• **YOUR ASSIGNMENT**: In the listing below, transcribe the line that contains "pub use mb_contour::*;" and all lines following it, ending with the last line. Add nothing.
-- Opening Marker --
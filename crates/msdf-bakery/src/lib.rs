//! Umbrella crate for the MSDF bakery workspace.
//!
//! [`bake`] turns an alpha mask into a multi-channel signed distance field:
//! marching squares, contour stitching, cyclic edge coloring, a tiled
//! bounded-radius distance search, sign assignment and `[0, 1]` encoding.
//! The stage crates are re-exported for callers that need a single step.
//!
//! ```no_run
//! use msdf_bakery::{BakeConfig, Image, bake};
//!
//! let alpha = Image::new_fill(64, 64, 0.0f32);
//! let out = bake(&alpha.as_view(), &BakeConfig::default()).expect("valid parameters");
//! assert_eq!(out.pixels.width(), 64);
//! ```

mod bake;

pub use bake::{
    BakeConfig, BakeError, BakeOutput, SegmentSink, bake, bake_rgba8, bake_with_sink,
};
pub use mb_contour::*;
pub use mb_core::*;
pub use mb_field::*;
-- Closing Marker --
• **COMPLETED TASK**:
pub use mb_contour::*;
pub use mb_core::*;
pub use mb_field::*;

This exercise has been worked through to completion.